--- Problem ---
Once the line with "use tracing::info;" is found in the entries below, repeat it and each following line exactly, up to and including the line with "use crate::cli::command_line;". Add no other lines.

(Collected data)
───
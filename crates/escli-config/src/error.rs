//! Error types for configuration operations.

use std::io;
use std::path::PathBuf;

use thiserror::Error;

/// Primary error type for configuration operations.
#[derive(Debug, Error)]
pub enum ConfigError {
    /// No configuration file exists at the resolved location.
    #[error("no configuration found at {}", path.display())]
    Missing {
        /// Location that was checked.
        path: PathBuf,
    },
    /// File system operation failed.
    #[error("failed to {operation} {}", path.display())]
    Io {
        /// Operation identifier.
        operation: &'static str,
        /// Path involved in the operation.
        path: PathBuf,
        /// Source IO error.
        source: io::Error,
    },
    /// The document was not valid YAML or did not match the selected schema.
    #[error("configuration is malformed")]
    Parse {
        /// Source YAML error.
        source: serde_yaml::Error,
    },
    /// The document parsed but its top level is not a mapping.
    #[error("configuration must be a mapping of keys to values")]
    NotAMapping,
    /// The document matched neither the current nor a legacy schema.
    #[error("unrecognized configuration shape: {reason}")]
    UnrecognizedShape {
        /// Human-readable explanation of the mismatch.
        reason: String,
    },
    /// The document carried a version discriminator this build does not know.
    #[error("unsupported configuration version {version}")]
    UnsupportedVersion {
        /// Version number found in the document.
        version: u64,
    },
    /// Field contained an invalid value.
    #[error("invalid value for '{field}': {reason}")]
    InvalidField {
        /// Field that failed validation.
        field: &'static str,
        /// Offending value.
        value: String,
        /// Machine-readable reason for the failure.
        reason: &'static str,
    },
    /// Serialising the configuration for write-back failed.
    #[error("failed to serialize configuration")]
    Serialize {
        /// Source YAML error.
        source: serde_yaml::Error,
    },
}

/// Convenience result alias for configuration operations.
pub type ConfigResult<T> = Result<T, ConfigError>;
//! Inspecting and upgrading the persisted configuration.

use std::io::Write;

use anyhow::anyhow;
use escli_config::ConfigVersion;
use tracing::info;

use crate::builder::{CommandBuilder, CommandContext};
use crate::error::{CliError, CliResult};
use crate::output::OutputStream;
use crate::tree::CommandTree;

pub(crate) fn group() -> CliResult<CommandTree> {
    CommandTree::new("config")
        .with_description("inspect or upgrade the configuration file")
        .command(
            CommandBuilder::new("show")
                .with_description("print the resolved configuration")
                .no_args(show),
        )?
        .command(
            CommandBuilder::new("migrate")
                .with_description("rewrite the configuration file in the current format")
                .no_args(migrate),
        )
}

async fn show(ctx: CommandContext, mut out: OutputStream) -> CliResult<()> {
    let config = ctx.executors().load_config()?;
    out.write_all(config.render_yaml()?.as_bytes())
        .map_err(CliError::handler)
}

async fn migrate(ctx: CommandContext, mut out: OutputStream) -> CliResult<()> {
    let Some(store) = ctx.store() else {
        return Err(CliError::handler(anyhow!(
            "no configuration file is associated with this run"
        )));
    };
    let document = store.load_document()?;
    let from = document.version();
    store.save(&document.into_current())?;

    let to = ConfigVersion::CURRENT;
    info!(
        path = %store.path().display(),
        from = from.as_u64(),
        to = to.as_u64(),
        "configuration migrated"
    );
    writeln!(
        out,
        "{}: version {} -> version {}",
        store.path().display(),
        from.as_u64(),
        to.as_u64()
    )
    .map_err(CliError::handler)
}
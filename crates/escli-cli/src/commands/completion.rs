//! Shell completion scripts.

use std::io::Write;

use anyhow::anyhow;
use clap_complete::Shell;

use crate::builder::{ArgValidator, CommandBuilder, CommandContext, CommandDefinition};
use crate::cli::command_line;
use crate::error::{CliError, CliResult};
use crate::output::OutputStream;

const SHELLS: [&str; 3] = ["bash", "zsh", "fish"];

pub(crate) fn command() -> CommandDefinition {
    CommandBuilder::new("completion")
        .with_description("output shell completion for bash, zsh or fish")
        .variable_args(ArgValidator::one_of("SHELL", &SHELLS), completion)
}

async fn completion(ctx: CommandContext, mut out: OutputStream) -> CliResult<()> {
    let [shell] = ctx.args() else {
        return Err(CliError::handler(anyhow!("expected a single shell name")));
    };
    let shell: Shell = shell
        .parse()
        .map_err(|reason: String| CliError::handler(anyhow!(reason)))?;

    let mut command = command_line(ctx.tree());
    let name = command.get_name().to_string();
    clap_complete::generate(shell, &mut command, name, &mut out);
    out.flush().map_err(CliError::handler)
}
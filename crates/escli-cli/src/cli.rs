//! Process entry point: parses arguments, installs logging, dispatches to the
//! resolved command and maps its outcome to an exit status.

use std::ffi::OsString;
use std::io::Write;
use std::path::PathBuf;
use std::sync::Arc;
use std::time::Duration;

use clap::{Args, FromArgMatches};
use escli_config::ConfigStore;
use escli_telemetry::{DEFAULT_LOG_LEVEL, LogFormat, LoggingConfig, TelemetryError, init_logging};
use reqwest::Url;
use tokio_util::sync::CancellationToken;
use tracing::{debug, info, warn};

use crate::builder::CommandContext;
use crate::client::{
    CURRENT_VERSION, ConnectOptions, DEFAULT_RELEASE_URL, DEFAULT_TIMEOUT_SECS, HttpConnector,
};
use crate::commands;
use crate::error::CliError;
use crate::executor::ExecutorFactory;
use crate::output::OutputStream;
use crate::tree::CommandTree;

/// Exit status used when no command was selected.
const EXIT_USAGE: i32 = 2;

#[derive(Debug, Args)]
struct GlobalArgs {
    /// Configuration file (defaults to `$ESCLI_CONFIG` or `~/.escli/config.yaml`).
    #[arg(long, global = true, value_name = "PATH")]
    config: Option<PathBuf>,
    /// HTTP timeout in seconds.
    #[arg(
        long,
        global = true,
        env = "ESCLI_HTTP_TIMEOUT_SECS",
        default_value_t = DEFAULT_TIMEOUT_SECS
    )]
    timeout: u64,
    /// Log level or filter directive.
    #[arg(long, global = true, env = "ESCLI_LOG", default_value = DEFAULT_LOG_LEVEL)]
    log_level: String,
    /// Log output format: compact, pretty or json.
    #[arg(
        long,
        global = true,
        env = "ESCLI_LOG_FORMAT",
        default_value = "compact",
        value_parser = parse_log_format
    )]
    log_format: LogFormat,
    #[arg(
        long,
        global = true,
        hide = true,
        env = "ESCLI_RELEASE_URL",
        default_value = DEFAULT_RELEASE_URL,
        value_parser = parse_url
    )]
    release_url: Url,
}

fn parse_log_format(value: &str) -> Result<LogFormat, String> {
    value.parse().map_err(|err: TelemetryError| err.to_string())
}

fn parse_url(value: &str) -> Result<Url, String> {
    Url::parse(value).map_err(|err| err.to_string())
}

/// Full command line for `tree`, including the global flags.
pub(crate) fn command_line(tree: &CommandTree) -> clap::Command {
    GlobalArgs::augment_args(tree.to_clap())
}

/// Run escli against the process arguments and standard streams.
pub async fn run() -> i32 {
    let args: Vec<OsString> = std::env::args_os().collect();
    execute(args, OutputStream::stdout(), OutputStream::stderr()).await
}

/// Run escli with explicit arguments and output streams, returning the exit status.
pub async fn execute<I, T>(args: I, mut out: OutputStream, mut err: OutputStream) -> i32
where
    I: IntoIterator<Item = T>,
    T: Into<OsString> + Clone,
{
    let tree = match commands::root() {
        Ok(tree) => Arc::new(tree),
        Err(error) => return report(&mut err, &error),
    };

    let parsed = command_line(&tree)
        .try_get_matches_from(args)
        .and_then(|matches| Ok((GlobalArgs::from_arg_matches(&matches)?, matches)));
    let (globals, matches) = match parsed {
        Ok(parsed) => parsed,
        Err(error) => {
            let stream = if error.use_stderr() {
                &mut err
            } else {
                &mut out
            };
            let _ = write!(stream, "{}", error.render());
            return error.exit_code();
        }
    };

    install_logging(&globals);

    let Some((definition, args)) = tree
        .resolve(&matches)
        .map(|(definition, args)| (definition.clone(), args))
    else {
        let _ = command_line(&tree).write_help(&mut err);
        return EXIT_USAGE;
    };

    let cancel = CancellationToken::new();
    let interrupt = tokio::spawn(cancel_on_interrupt(cancel.clone()));

    let store = globals
        .config
        .map_or_else(ConfigStore::from_env, ConfigStore::new);
    debug!(path = %store.path().display(), "configuration store selected");
    let connector = HttpConnector::new(ConnectOptions::new(
        Duration::from_secs(globals.timeout),
        globals.release_url,
    ));
    let executors = ExecutorFactory::new(Arc::new(store.clone()), Arc::new(connector));
    let ctx = CommandContext::new(Arc::clone(&tree), executors, cancel)
        .with_args(args)
        .with_store(store);

    info!(command = definition.name(), "dispatching");
    let outcome = definition.invoke(ctx, out).await;
    interrupt.abort();

    match outcome {
        Ok(()) => 0,
        Err(error) => report(&mut err, &error),
    }
}

/// A rejected `--log-level` falls back to the default filter and is reported
/// through the installed subscriber, never on the command's error stream.
fn install_logging(globals: &GlobalArgs) {
    let config = LoggingConfig {
        level: &globals.log_level,
        format: globals.log_format,
        build_version: CURRENT_VERSION,
    };
    match init_logging(&config) {
        Ok(()) | Err(TelemetryError::SubscriberInstall { .. }) => {}
        Err(error) => {
            let _ = init_logging(&LoggingConfig {
                build_version: CURRENT_VERSION,
                ..LoggingConfig::default()
            });
            warn!(%error, level = %globals.log_level, "invalid log level, using default logging");
        }
    }
}

async fn cancel_on_interrupt(cancel: CancellationToken) {
    if tokio::signal::ctrl_c().await.is_ok() {
        warn!("interrupt received, cancelling");
        cancel.cancel();
    }
}

fn report(err: &mut OutputStream, error: &CliError) -> i32 {
    debug!(kind = error.kind(), error = ?error, "command failed");
    let _ = writeln!(err, "error: {}", error.display_message());
    error.exit_code()
}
───
--- Task answer ---
use tracing::info;

use crate::builder::{CommandBuilder, CommandContext};
use crate::error::{CliError, CliResult};
use crate::output::OutputStream;
use crate::tree::CommandTree;

pub(crate) fn group() -> CliResult<CommandTree> {
    CommandTree::new("config")
        .with_description("inspect or upgrade the configuration file")
        .command(
            CommandBuilder::new("show")
                .with_description("print the resolved configuration")
                .no_args(show),
        )?
        .command(
            CommandBuilder::new("migrate")
                .with_description("rewrite the configuration file in the current format")
                .no_args(migrate),
        )
}

async fn show(ctx: CommandContext, mut out: OutputStream) -> CliResult<()> {
    let config = ctx.executors().load_config()?;
    out.write_all(config.render_yaml()?.as_bytes())
        .map_err(CliError::handler)
}

async fn migrate(ctx: CommandContext, mut out: OutputStream) -> CliResult<()> {
    let Some(store) = ctx.store() else {
        return Err(CliError::handler(anyhow!(
            "no configuration file is associated with this run"
        )));
    };
    let document = store.load_document()?;
    let from = document.version();
    store.save(&document.into_current())?;

    let to = ConfigVersion::CURRENT;
    info!(
        path = %store.path().display(),
        from = from.as_u64(),
        to = to.as_u64(),
        "configuration migrated"
    );
    writeln!(
        out,
        "{}: version {} -> version {}",
        store.path().display(),
        from.as_u64(),
        to.as_u64()
    )
    .map_err(CliError::handler)
}
filename crates/escli-cli/src/commands/completion.rs
//! Shell completion scripts.

use std::io::Write;

use anyhow::anyhow;
use clap_complete::Shell;

use crate::builder::{ArgValidator, CommandBuilder, CommandContext, CommandDefinition};
use crate::cli::command_line;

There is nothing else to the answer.